- The Washington Times - Wednesday, September 26, 2007

Joe Gibbs once quipped that his wife warned him not to leave retirement to coach the Redskins again. You’ll ruin your good name, she told him. More than three years later, that laugh line looks like no joke.

Gibbs compiled a 140-65 record with three Super Bowl championships in his first tenure with the Redskins, good enough to earn him a spot in the Hall of Fame after he retired 14 years ago.

The second time around, the results aren’t nearly so good: Gibbs 2.0 has produced only a 22-28 record and a lot of disappointment.

Hall of Fame manager Earl Weaver returned to the Baltimore Orioles dugout and failed. Gene Shue returned to the Washington Bullets with mediocre results. Like Weaver and Shue, Gibbs has learned how hard it is to go home again, to succeed when past glory sets expectations so high.

Gibbs never finished in last place in the NFC East during his first run with the Redskins, but he’s done it twice in the three years of his comeback. As Gibbs starts the fourth season of a five-year deal, the future does not look bright: His entire offensive line, two defensive line starters, top linebacker and ace cornerback are at least 30 — so, nearly half the regulars are on the wrong side of the NFL’s milestone birthday in a game increasingly centered around speed.

The Redskins’ three division rivals — the Cowboys, Giants and Eagles — made the playoffs last season, and the Eagles and Giants have done so twice since Gibbs returned. Gibbs posted a 41-33 record against those fierce rivals during his first tenure but is only 7-11 against them in this stint.

Assume this recent track record holds and the Redskins finish 7-9 this season. Gibbs will be a 67-year-old coach with one season left on his contract. The coach whose mission was to restore the Redskins to glory will be a lame duck.

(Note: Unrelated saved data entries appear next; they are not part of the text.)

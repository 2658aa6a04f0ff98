use serde::{Deserialize, Serialize};
use std::fs;
use std::path::Path;
use std::time::Duration;

use crate::core::downloader::Hints;
use crate::core::error::DownloadError;
use crate::core::task::retry::RetryStrategy;

/// 配置结构体
#[derive(Debug, Serialize, Deserialize, Clone, PartialEq)]
#[serde(default)]
pub struct Config {
    /// 同时在用的连接句柄上限（所有任务共享）
    pub max_concurrent_handles: usize,
    /// 分块大小（字节）
    pub chunk_size: u64,
    /// 单次请求超时时间（秒）
    pub timeout: u64,
    /// 每个分块的重试次数，0 表示不重试
    pub retry_count: usize,
    /// 第一次重试前的等待（毫秒）
    pub retry_delay_ms: u64,
    /// 重试等待的上限（毫秒）
    pub retry_max_delay_ms: u64,
    /// User-Agent
    pub user_agent: String,
    /// 默认下载目录
    pub download_dir: String,
    /// 日志文件路径
    pub log_file: String,
    /// 日志级别：error / warn / info / debug / trace
    pub log_level: String,
    /// 日志文件大小上限（字节），超过后轮转
    pub log_max_size: u64,
}

impl Default for Config {
    fn default() -> Self {
        let hints = Hints::default();
        Self {
            max_concurrent_handles: hints.max_concurrent_handles,
            chunk_size: hints.chunk_size,
            timeout: hints.timeout_secs,
            retry_count: hints.retry.max_retries,
            retry_delay_ms: hints.retry.base_delay.as_millis() as u64,
            retry_max_delay_ms: hints.retry.max_delay.as_millis() as u64,
            user_agent: crate::core::transport::http::DEFAULT_USER_AGENT.to_string(),
            download_dir: "./downloads".to_string(),
            log_file: "./logs/chunkfetch.log".to_string(),
            log_level: "info".to_string(),
            log_max_size: 10 * 1024 * 1024,
        }
    }
}

impl Config {
    /// 加载配置文件，不存在时写入带教程的默认配置
    pub fn load(path: &str) -> Result<Self, DownloadError> {
        if Path::new(path).exists() {
            let content = fs::read_to_string(path)?;
            // 尝试解析TOML
            match toml::from_str(&content) {
                Ok(config) => Ok(config),
                Err(e) => {
                    log::warn!("配置文件 {} 格式错误: {}，将使用默认配置", path, e);
                    eprintln!("配置文件格式错误: {}，将使用默认配置", e);
                    Ok(Config::default())
                }
            }
        } else {
            let config = Config::default();
            config.save_with_tutorial(path)?;
            Ok(config)
        }
    }

    /// 保存带教程的配置文件（唯一写入方法）
    pub fn save_with_tutorial(&self, path: &str) -> Result<(), DownloadError> {
        if let Some(parent) = Path::new(path).parent() {
            if !parent.as_os_str().is_empty() {
                fs::create_dir_all(parent)?;
            }
        }
        let config_content = toml::to_string_pretty(self)
            .map_err(|e| DownloadError::Config(format!("无法序列化配置: {}", e)))?;
        let full_content = format!("{}\n{}", Config::generate_tutorial_content(), config_content);
        fs::write(path, full_content)?;
        Ok(())
    }

    /// 生成配置文件教程内容，全部为注释
    fn generate_tutorial_content() -> &'static str {
        r#"# chunkfetch 配置文件
# ====================
#
# 这是一个 TOML 格式的配置文件，用于配置 chunkfetch 下载器的行为。
# 文件末尾是当前生效的配置项，修改后保存即可。
#
# 配置文件位置：
# - Windows: %APPDATA%/chunkfetch/chunkfetch.conf
# - macOS: ~/Library/Application Support/chunkfetch/chunkfetch.conf
# - Linux: ~/.config/chunkfetch/chunkfetch.conf
#
# 命令行参数会覆盖配置文件中的设置，优先级：命令行 > 配置文件 > 默认值
#
# 使用示例：
#   chunkfetch https://example.com/file.zip                      # 使用默认配置
#   chunkfetch -j 16 https://example.com/file.zip                # 最多同时使用16个连接
#   chunkfetch -s 1048576 https://example.com/file.zip           # 1MB 分块
#   chunkfetch --resume https://example.com/file.zip             # 从已有文件继续下载
#   chunkfetch --size-only https://example.com/file.zip          # 只查询大小
#   chunkfetch -d /path/to/downloads -f urls.txt                 # 批量下载到指定目录

# ==================== 配置项说明 ====================
#
# max_concurrent_handles  所有任务共享的连接数上限，建议 4-32
# chunk_size              每个分块请求的字节数，太小请求过多，太大单块重试代价高
# timeout                 单次请求超时时间（秒）
# retry_count             每个分块失败后的重试次数，0 表示不重试
# retry_delay_ms          第一次重试前的等待（毫秒），之后按指数退避
# retry_max_delay_ms      重试等待的上限（毫秒）
# user_agent              某些服务器可能需要特定的 User-Agent
# download_dir            默认下载目录，支持相对路径和绝对路径
# log_file                日志文件路径
# log_level               error / warn / info / debug / trace
# log_max_size            日志文件超过此大小（字节）后轮转为 .backup

# ==================== 故障排除 ====================
#
# 问题：下载速度很慢
# 解决：增加 max_concurrent_handles 或 chunk_size
#
# 问题：经常下载失败
# 解决：增加 retry_count 或 timeout 值
#
# 问题：续传时报告服务器不支持范围请求
# 解决：该服务器只能整体下载，去掉 --resume 重新下载
#
# 问题：内存占用过高
# 解决：减少 chunk_size 或 max_concurrent_handles
"#
    }

    /// 校验配置合法性
    pub fn validate(&self) -> Result<(), DownloadError> {
        if self.max_concurrent_handles == 0 {
            return Err(DownloadError::Config("并发句柄数必须大于0".to_string()));
        }
        if self.chunk_size == 0 {
            return Err(DownloadError::Config("分块大小必须大于0".to_string()));
        }
        if self.timeout == 0 {
            return Err(DownloadError::Config("超时时间必须大于0".to_string()));
        }
        if self.download_dir.is_empty() {
            return Err(DownloadError::Config("下载目录不能为空".to_string()));
        }
        if self.retry_max_delay_ms < self.retry_delay_ms {
            return Err(DownloadError::Config("最大重试延迟不能小于重试延迟".to_string()));
        }
        Ok(())
    }

    /// 合并命令行参数到配置
    pub fn merge_from_args(&mut self, args: &crate::cli::Args) {
        // 命令行参数覆盖配置文件
        if let Some(dir) = &args.download_dir {
            self.download_dir = dir.clone();
        }
        if let Some(handles) = args.handles {
            self.max_concurrent_handles = handles;
        }
        if let Some(chunk_size) = args.chunk_size {
            self.chunk_size = chunk_size;
        }
        if let Some(timeout) = args.timeout {
            self.timeout = timeout;
        }
    }

    pub fn retry_strategy(&self) -> RetryStrategy {
        RetryStrategy {
            max_retries: self.retry_count,
            base_delay: Duration::from_millis(self.retry_delay_ms),
            max_delay: Duration::from_millis(self.retry_max_delay_ms),
            ..RetryStrategy::default()
        }
    }

    /// 转换为下载器参数
    pub fn hints(&self) -> Hints {
        Hints {
            max_concurrent_handles: self.max_concurrent_handles,
            chunk_size: self.chunk_size,
            timeout_secs: self.timeout,
            retry: self.retry_strategy(),
        }
    }

    /// 获取配置摘要信息
    pub fn get_summary(&self) -> String {
        format!(
            "配置摘要:\n\
            - 下载目录: {}\n\
            - 连接上限: {}\n\
            - 分块大小: {} 字节\n\
            - 超时时间: {} 秒\n\
            - 重试次数: {}\n\
            - 日志: {} ({})",
            self.download_dir,
            self.max_concurrent_handles,
            self.chunk_size,
            self.timeout,
            if self.retry_count == 0 { "不重试".to_string() } else { self.retry_count.to_string() },
            self.log_file,
            self.log_level
        )
    }
}

#[cfg(test)]
mod tests {
    use super::*;
    use clap::Parser;
    use tempfile::tempdir;

    #[test]
    fn test_config_default() {
        let config = Config::default();
        assert_eq!(config.max_concurrent_handles, 8);
        assert_eq!(config.chunk_size, 512 * 1024);
        assert_eq!(config.timeout, 30);
        assert_eq!(config.retry_count, 2);
        assert_eq!(config.hints(), Hints::default());
    }

    #[test]
    fn test_config_validation() {
        let mut config = Config::default();
        assert!(config.validate().is_ok());

        config.max_concurrent_handles = 0;
        assert!(matches!(config.validate(), Err(DownloadError::Config(_))));

        config = Config::default();
        config.chunk_size = 0;
        assert!(config.validate().is_err());

        config = Config::default();
        config.retry_max_delay_ms = 1;
        assert!(config.validate().is_err());
    }

    #[test]
    fn test_config_save_load() {
        let dir = tempdir().unwrap();
        let path = dir.path().join("conf").join("chunkfetch.conf");
        let path = path.to_str().unwrap();

        let mut config = Config::default();
        config.chunk_size = 4096;
        config.user_agent = "test-agent".to_string();
        config.save_with_tutorial(path).expect("保存带教程的配置失败");

        let content = fs::read_to_string(path).unwrap();
        assert!(content.contains("chunkfetch 配置文件"));
        assert!(content.contains("故障排除"));

        let loaded = Config::load(path).expect("加载配置失败");
        assert_eq!(loaded, config);
    }

    #[test]
    fn test_config_load_creates_default() {
        let dir = tempdir().unwrap();
        let path = dir.path().join("new.conf");
        let loaded = Config::load(path.to_str().unwrap()).unwrap();
        assert_eq!(loaded, Config::default());
        assert!(path.exists());
    }

    #[test]
    fn test_config_partial_and_broken_files() {
        let dir = tempdir().unwrap();
        let partial = dir.path().join("partial.conf");
        fs::write(&partial, "chunk_size = 1024\n").unwrap();
        let loaded = Config::load(partial.to_str().unwrap()).unwrap();
        assert_eq!(loaded.chunk_size, 1024);
        assert_eq!(loaded.max_concurrent_handles, 8);

        let broken = dir.path().join("broken.conf");
        fs::write(&broken, "chunk_size = \"many\"\n").unwrap();
        assert_eq!(Config::load(broken.to_str().unwrap()).unwrap(), Config::default());
    }

    #[test]
    fn test_merge_from_args() {
        let args = crate::cli::Args::parse_from([
            "chunkfetch",
            "-j",
            "3",
            "-s",
            "2048",
            "-d",
            "/tmp/out",
            "http://example.com/a",
        ]);
        let mut config = Config::default();
        config.merge_from_args(&args);
        assert_eq!(config.max_concurrent_handles, 3);
        assert_eq!(config.chunk_size, 2048);
        assert_eq!(config.download_dir, "/tmp/out");
        assert_eq!(config.timeout, 30);
    }

    #[test]
    fn test_config_summary() {
        let summary = Config::default().get_summary();
        assert!(summary.contains("配置摘要"));
        assert!(summary.contains("连接上限: 8"));
    }
}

What would the famously impatient Dan Snyder do? The Redskins’ owner has been amazingly hands-off with Gibbs but has yet to let a coach reach this point of a contract. Doesn’t Snyder appeal to Gibbs’ good nature and devotion to doing what’s right for the Redskins and ask permission to pursue a big-name replacement and still pay Gibbs for the final year of his deal?

Knowing how to bow out gracefully would only enhance Gibbs’ “good name.” Bill Cowher, a perpetual playoff qualifier with the Steelers who won the Super Bowl just two years ago, is waiting to be courted out of retirement. It would kill Snyder if Cowher came back to the Panthers, Browns or, worse, the Giants while he let Gibbs play out the string in Washington.

And if Cowher decided not to return, Pete Carroll can’t top himself at Southern Cal and would love a chance to prove he’s much better than the so-so NFL coach he was with the Patriots and the Jets in the 1990s.

If Snyder could handle these negotiations as quietly as he orchestrated Gibbs’ return, the Pro Football Hall of Famer could still come back for his final season if the owner failed to lure either fiftysomething coach to Washington.

Of course, Snyder’s millions have done the impossible before, so circle Dec. 30 on your calendar.

What would be more fitting for Gibbs than to coach his final game with the Redskins against the hated Cowboys and go out with an upset victory that keeps Dallas out of the playoffs as he heads into retirement for good?